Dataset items
────────────────────

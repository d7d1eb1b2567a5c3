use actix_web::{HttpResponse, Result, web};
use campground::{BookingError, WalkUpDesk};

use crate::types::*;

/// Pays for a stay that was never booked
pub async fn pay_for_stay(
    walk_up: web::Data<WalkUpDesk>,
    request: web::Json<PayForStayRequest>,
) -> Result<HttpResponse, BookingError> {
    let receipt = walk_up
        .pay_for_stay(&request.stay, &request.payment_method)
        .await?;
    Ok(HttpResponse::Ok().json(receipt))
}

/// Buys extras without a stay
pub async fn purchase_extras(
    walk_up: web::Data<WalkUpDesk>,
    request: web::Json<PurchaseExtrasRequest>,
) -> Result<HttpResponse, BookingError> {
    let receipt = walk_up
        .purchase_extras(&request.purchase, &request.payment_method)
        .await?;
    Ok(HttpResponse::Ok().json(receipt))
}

────────────────────

** Instructions for the task **
Gather each line in the entries above where the string "request" is found.

** Solution below **
    request: web::Json<PayForStayRequest>,
        .pay_for_stay(&request.stay, &request.payment_method)
    request: web::Json<PurchaseExtrasRequest>,
        .purchase_extras(&request.purchase, &request.payment_method)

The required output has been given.